*The problem*
In the data below, find the line that contains "plain origin proxy." and the line that contains "the server and". Copy both, plus every line between them, exactly.

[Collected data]
____
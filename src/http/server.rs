//! HTTP server setup and configuration.
//!
//! # Responsibilities
//! - Create the Axum router and wire middleware (request ID, tracing, timeout)
//! - Run the prerender middleware in front of every request
//! - Forward passthrough traffic to the origin
//! - Apply `[prerender]` config reloads to the live policy

use axum::{
    body::Body,
    extract::State,
    http::{uri::PathAndQuery, Request, StatusCode, Uri, Version},
    middleware,
    response::{IntoResponse, Response},
    Router,
};
use hyper_util::{
    client::legacy::{connect::HttpConnector, Client},
    rt::TokioExecutor,
};
use std::sync::Arc;
use std::time::Duration;
use tokio::net::TcpListener;
use tokio::sync::{broadcast, mpsc};
use tower::ServiceBuilder;
use tower_http::{
    request_id::{PropagateRequestIdLayer, SetRequestIdLayer},
    timeout::TimeoutLayer,
    trace::TraceLayer,
};

use crate::config::ProxyConfig;
use crate::error::ServerError;
use crate::http::middleware::prerender_middleware;
use crate::http::request::{request_id, UuidRequestId, X_REQUEST_ID};
use crate::prerender::{Policy, Prerender, RenderFetcher};

/// Application state injected into the origin handler.
#[derive(Clone)]
pub struct AppState {
    /// `host:port` of the application behind the proxy.
    pub origin: Arc<str>,
    pub client: Client<HttpConnector, Body>,
}

/// HTTP server: prerender middleware in front of a plain origin proxy.
pub struct HttpServer {
    router: Router,
    prerender: Prerender,
}

impl HttpServer {
    /// Build the server and its prerender core from `config`.
    pub fn new(config: ProxyConfig) -> Result<Self, ServerError> {
        let policy = Arc::new(Policy::from_config(&config.prerender)?);
        let fetcher =
            RenderFetcher::with_connect_timeout(Duration::from_secs(config.timeouts.connect_secs))?;
        Ok(Self::with_prerender(config, Prerender::new(policy, fetcher)))
    }

    /// Build the server around an existing prerender core, e.g. one with hooks.
    pub fn with_prerender(config: ProxyConfig, prerender: Prerender) -> Self {
        let mut connector = HttpConnector::new();
        connector.set_connect_timeout(Some(Duration::from_secs(config.timeouts.connect_secs)));
        let client = Client::builder(TokioExecutor::new()).build(connector);

        let state = AppState {
            origin: Arc::from(config.origin.address.as_str()),
            client,
        };

        let router = Self::build_router(&config, state, prerender.clone());
        Self { router, prerender }
    }

    /// Build the Axum router with all middleware layers.
    #[allow(deprecated)]
    fn build_router(config: &ProxyConfig, state: AppState, prerender: Prerender) -> Router {
        Router::new()
            .fallback(origin_handler)
            .with_state(state)
            .layer(middleware::from_fn_with_state(prerender, prerender_middleware))
            .layer(
                ServiceBuilder::new()
                    .layer(SetRequestIdLayer::new(X_REQUEST_ID, UuidRequestId))
                    .layer(TraceLayer::new_for_http())
                    .layer(PropagateRequestIdLayer::new(X_REQUEST_ID))
                    .layer(TimeoutLayer::new(Duration::from_secs(config.timeouts.request_secs))),
            )
    }

    pub fn prerender(&self) -> &Prerender {
        &self.prerender
    }

    /// Run the server until `shutdown` fires.
    ///
    /// Every config revision received on `config_updates` is applied to the
    /// prerender policy; a revision the policy rejects leaves it unchanged.
    pub async fn run(
        self,
        listener: TcpListener,
        mut config_updates: mpsc::UnboundedReceiver<ProxyConfig>,
        mut shutdown: broadcast::Receiver<()>,
    ) -> Result<(), std::io::Error> {
        let addr = listener.local_addr()?;
        tracing::info!(address = %addr, "HTTP server starting");

        let policy = self.prerender.policy().clone();
        tokio::spawn(async move {
            while let Some(config) = config_updates.recv().await {
                match policy.reconfigure(&config.prerender) {
                    Ok(()) => tracing::info!("Prerender policy reloaded"),
                    Err(e) => {
                        tracing::error!(error = %e, "Rejected prerender config, keeping current policy")
                    }
                }
            }
        });

        axum::serve(listener, self.router)
            .with_graceful_shutdown(async move {
                let _ = shutdown.recv().await;
                tracing::info!("Shutdown signal received");
            })
            .await?;

        tracing::info!("HTTP server stopped");
        Ok(())
    }
}

/// Forward a request the prerender middleware passed through to the origin.
async fn origin_handler(State(state): State<AppState>, request: Request<Body>) -> Response {
    let request_id = request_id(&request).unwrap_or("unknown").to_string();
    let (mut parts, body) = request.into_parts();

    let path_and_query = parts
        .uri
        .path_and_query()
        .cloned()
        .unwrap_or_else(|| PathAndQuery::from_static("/"));
    let uri = match Uri::builder()
        .scheme("http")
        .authority(state.origin.as_ref())
        .path_and_query(path_and_query)
        .build()
    {
        Ok(uri) => uri,
        Err(e) => {
            tracing::error!(request_id = %request_id, origin = %state.origin, error = %e, "Invalid origin address");
            return (StatusCode::BAD_GATEWAY, "Invalid origin address").into_response();
        }
    };

    parts.uri = uri;
    parts.version = Version::HTTP_11;

    match state.client.request(Request::from_parts(parts, body)).await {
        Ok(response) => {
            let (parts, body) = response.into_parts();
            Response::from_parts(parts, Body::new(body))
        }
        Err(e) => {
            tracing::error!(request_id = %request_id, origin = %state.origin, error = %e, "Origin request failed");
            (StatusCode::BAD_GATEWAY, "Origin request failed").into_response()
        }
    }
}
____
*Response to this task*
/// HTTP server: prerender middleware in front of a plain origin proxy.
pub struct HttpServer {
    router: Router,
    prerender: Prerender,
}

impl HttpServer {
    /// Build the server and its prerender core from `config`.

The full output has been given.